_Task brief_: All lines in the data bearing the string "enum" should be identified and copied.

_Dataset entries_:
----------------------------------------

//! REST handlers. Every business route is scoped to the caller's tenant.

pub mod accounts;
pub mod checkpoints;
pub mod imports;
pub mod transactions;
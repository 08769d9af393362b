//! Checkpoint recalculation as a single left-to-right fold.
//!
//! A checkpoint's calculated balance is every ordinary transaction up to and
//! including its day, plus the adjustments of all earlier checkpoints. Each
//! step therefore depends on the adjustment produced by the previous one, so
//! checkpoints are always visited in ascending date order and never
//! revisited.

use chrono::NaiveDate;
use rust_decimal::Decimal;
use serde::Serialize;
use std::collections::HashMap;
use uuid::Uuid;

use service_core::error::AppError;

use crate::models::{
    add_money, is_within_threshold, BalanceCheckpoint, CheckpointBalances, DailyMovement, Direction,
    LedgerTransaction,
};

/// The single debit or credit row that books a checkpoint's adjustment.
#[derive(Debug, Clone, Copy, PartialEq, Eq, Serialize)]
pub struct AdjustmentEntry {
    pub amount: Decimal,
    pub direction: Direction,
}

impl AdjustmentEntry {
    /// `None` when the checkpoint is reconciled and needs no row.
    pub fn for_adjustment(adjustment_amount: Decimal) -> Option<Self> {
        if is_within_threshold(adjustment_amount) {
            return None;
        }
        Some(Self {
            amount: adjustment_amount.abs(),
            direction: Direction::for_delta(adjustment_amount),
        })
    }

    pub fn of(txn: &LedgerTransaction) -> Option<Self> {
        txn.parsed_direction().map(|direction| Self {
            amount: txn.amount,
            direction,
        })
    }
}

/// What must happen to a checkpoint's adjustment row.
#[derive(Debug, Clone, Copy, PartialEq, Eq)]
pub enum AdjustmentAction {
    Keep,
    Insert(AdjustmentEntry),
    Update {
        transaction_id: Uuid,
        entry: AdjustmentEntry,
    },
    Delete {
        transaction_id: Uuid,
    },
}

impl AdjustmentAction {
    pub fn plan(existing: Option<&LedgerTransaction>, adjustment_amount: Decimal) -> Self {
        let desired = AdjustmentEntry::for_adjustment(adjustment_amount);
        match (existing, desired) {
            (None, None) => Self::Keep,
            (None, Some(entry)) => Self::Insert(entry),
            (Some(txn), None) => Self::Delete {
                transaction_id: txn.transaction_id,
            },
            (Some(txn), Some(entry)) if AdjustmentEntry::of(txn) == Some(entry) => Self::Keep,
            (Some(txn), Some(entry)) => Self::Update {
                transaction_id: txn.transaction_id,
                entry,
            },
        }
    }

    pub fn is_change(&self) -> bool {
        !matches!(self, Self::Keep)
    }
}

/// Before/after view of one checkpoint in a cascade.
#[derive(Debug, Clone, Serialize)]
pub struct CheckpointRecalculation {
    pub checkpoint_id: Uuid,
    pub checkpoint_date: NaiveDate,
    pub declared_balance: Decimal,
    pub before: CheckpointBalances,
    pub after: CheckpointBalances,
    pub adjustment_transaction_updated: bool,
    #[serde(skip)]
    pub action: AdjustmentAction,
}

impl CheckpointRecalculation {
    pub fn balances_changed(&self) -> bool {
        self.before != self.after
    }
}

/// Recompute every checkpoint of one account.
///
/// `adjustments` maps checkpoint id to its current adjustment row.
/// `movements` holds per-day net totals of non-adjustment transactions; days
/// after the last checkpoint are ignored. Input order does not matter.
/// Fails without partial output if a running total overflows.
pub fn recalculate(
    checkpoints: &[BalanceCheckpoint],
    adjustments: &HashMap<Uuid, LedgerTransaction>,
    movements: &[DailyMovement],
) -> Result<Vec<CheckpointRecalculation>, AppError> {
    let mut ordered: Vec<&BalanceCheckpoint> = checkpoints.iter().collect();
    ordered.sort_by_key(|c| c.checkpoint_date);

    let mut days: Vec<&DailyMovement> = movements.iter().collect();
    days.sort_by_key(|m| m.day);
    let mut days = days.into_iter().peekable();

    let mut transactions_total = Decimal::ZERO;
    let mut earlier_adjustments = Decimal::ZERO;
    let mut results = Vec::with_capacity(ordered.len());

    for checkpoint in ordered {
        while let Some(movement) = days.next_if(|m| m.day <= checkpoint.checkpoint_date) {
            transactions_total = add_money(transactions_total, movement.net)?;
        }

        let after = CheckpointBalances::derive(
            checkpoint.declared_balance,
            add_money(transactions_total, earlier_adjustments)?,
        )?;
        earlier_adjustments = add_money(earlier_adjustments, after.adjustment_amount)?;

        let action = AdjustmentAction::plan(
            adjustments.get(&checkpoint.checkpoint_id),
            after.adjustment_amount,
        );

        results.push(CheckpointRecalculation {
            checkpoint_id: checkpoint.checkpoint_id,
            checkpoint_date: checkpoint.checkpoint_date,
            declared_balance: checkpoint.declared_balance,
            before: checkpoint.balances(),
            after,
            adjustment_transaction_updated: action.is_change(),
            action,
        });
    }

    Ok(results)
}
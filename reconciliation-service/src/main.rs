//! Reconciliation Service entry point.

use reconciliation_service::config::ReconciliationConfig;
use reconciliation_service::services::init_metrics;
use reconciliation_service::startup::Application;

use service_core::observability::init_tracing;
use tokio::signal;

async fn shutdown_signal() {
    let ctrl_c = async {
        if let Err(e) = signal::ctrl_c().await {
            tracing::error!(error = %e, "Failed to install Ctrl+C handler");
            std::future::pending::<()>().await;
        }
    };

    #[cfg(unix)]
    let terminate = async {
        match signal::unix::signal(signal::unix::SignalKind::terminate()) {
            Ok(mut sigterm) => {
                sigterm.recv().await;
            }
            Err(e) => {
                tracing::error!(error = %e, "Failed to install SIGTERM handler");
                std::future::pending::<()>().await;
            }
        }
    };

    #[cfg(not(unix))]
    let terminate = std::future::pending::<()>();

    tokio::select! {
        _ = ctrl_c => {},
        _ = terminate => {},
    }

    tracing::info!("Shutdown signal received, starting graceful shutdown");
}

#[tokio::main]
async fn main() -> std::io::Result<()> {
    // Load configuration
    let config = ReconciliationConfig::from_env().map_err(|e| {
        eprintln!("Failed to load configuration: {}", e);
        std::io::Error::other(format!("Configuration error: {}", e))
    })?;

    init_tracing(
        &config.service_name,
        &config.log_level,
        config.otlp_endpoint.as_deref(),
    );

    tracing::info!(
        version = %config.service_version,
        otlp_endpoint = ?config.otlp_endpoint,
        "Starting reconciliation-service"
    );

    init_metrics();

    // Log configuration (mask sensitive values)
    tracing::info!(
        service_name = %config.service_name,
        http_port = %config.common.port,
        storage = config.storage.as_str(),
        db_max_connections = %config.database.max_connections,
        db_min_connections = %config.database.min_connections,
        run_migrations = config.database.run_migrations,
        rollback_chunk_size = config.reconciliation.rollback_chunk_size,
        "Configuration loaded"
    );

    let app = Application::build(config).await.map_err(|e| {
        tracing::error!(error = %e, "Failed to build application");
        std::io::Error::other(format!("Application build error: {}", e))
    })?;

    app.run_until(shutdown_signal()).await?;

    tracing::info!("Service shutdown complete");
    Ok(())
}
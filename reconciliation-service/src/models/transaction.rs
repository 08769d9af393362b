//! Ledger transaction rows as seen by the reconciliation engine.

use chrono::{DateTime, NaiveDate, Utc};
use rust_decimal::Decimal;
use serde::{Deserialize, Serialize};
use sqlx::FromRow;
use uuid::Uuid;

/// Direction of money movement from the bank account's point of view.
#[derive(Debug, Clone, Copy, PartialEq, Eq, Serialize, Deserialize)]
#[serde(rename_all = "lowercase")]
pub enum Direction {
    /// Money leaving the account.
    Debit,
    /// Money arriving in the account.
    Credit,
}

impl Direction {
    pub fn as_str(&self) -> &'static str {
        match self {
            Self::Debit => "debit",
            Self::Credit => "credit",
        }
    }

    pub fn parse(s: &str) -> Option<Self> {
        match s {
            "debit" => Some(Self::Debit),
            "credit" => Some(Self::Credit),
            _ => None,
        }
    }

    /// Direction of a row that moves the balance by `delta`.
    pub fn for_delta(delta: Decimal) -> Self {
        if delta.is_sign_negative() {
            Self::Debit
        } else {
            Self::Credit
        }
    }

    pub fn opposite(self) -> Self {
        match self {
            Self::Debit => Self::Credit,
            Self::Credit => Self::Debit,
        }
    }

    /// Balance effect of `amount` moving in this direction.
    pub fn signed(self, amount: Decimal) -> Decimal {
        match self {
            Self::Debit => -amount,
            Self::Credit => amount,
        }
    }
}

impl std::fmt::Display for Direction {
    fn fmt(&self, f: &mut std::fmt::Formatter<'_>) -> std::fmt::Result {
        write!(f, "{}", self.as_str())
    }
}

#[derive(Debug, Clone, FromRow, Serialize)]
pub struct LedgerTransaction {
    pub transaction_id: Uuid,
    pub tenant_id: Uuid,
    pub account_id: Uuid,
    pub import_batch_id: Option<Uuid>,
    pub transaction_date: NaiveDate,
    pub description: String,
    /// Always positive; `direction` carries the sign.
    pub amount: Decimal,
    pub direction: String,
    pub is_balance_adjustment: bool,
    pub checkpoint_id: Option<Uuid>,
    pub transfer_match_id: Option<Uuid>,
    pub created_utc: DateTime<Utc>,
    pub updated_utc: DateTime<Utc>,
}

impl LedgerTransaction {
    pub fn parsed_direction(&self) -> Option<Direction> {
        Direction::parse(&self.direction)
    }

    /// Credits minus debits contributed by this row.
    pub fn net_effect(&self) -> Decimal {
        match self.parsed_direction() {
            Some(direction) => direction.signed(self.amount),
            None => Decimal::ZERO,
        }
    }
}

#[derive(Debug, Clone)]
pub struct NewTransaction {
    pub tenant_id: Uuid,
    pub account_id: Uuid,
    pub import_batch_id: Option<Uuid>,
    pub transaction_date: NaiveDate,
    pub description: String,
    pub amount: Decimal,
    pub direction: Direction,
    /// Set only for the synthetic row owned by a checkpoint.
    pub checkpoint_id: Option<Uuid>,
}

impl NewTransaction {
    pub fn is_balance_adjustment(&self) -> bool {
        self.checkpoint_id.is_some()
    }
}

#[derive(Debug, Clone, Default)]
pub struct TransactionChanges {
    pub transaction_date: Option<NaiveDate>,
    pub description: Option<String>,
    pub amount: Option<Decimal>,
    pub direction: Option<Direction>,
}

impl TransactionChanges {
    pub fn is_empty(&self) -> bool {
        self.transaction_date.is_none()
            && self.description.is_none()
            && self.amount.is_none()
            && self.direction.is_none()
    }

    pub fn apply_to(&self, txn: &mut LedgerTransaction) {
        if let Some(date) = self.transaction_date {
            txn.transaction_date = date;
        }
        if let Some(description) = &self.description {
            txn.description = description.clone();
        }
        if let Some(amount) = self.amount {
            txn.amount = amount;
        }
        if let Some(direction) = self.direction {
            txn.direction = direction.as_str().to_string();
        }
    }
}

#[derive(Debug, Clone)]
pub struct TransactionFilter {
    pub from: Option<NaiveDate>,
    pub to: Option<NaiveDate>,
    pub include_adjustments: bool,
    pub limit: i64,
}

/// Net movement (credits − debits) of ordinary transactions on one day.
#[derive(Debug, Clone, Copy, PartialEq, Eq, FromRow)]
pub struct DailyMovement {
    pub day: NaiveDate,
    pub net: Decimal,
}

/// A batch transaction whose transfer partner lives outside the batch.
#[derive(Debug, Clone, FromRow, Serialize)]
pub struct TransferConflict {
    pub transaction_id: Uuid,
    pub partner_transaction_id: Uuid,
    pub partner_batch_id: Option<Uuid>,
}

----------------------------------------

_Written answer_:
pub enum AdjustmentAction {
pub enum Direction {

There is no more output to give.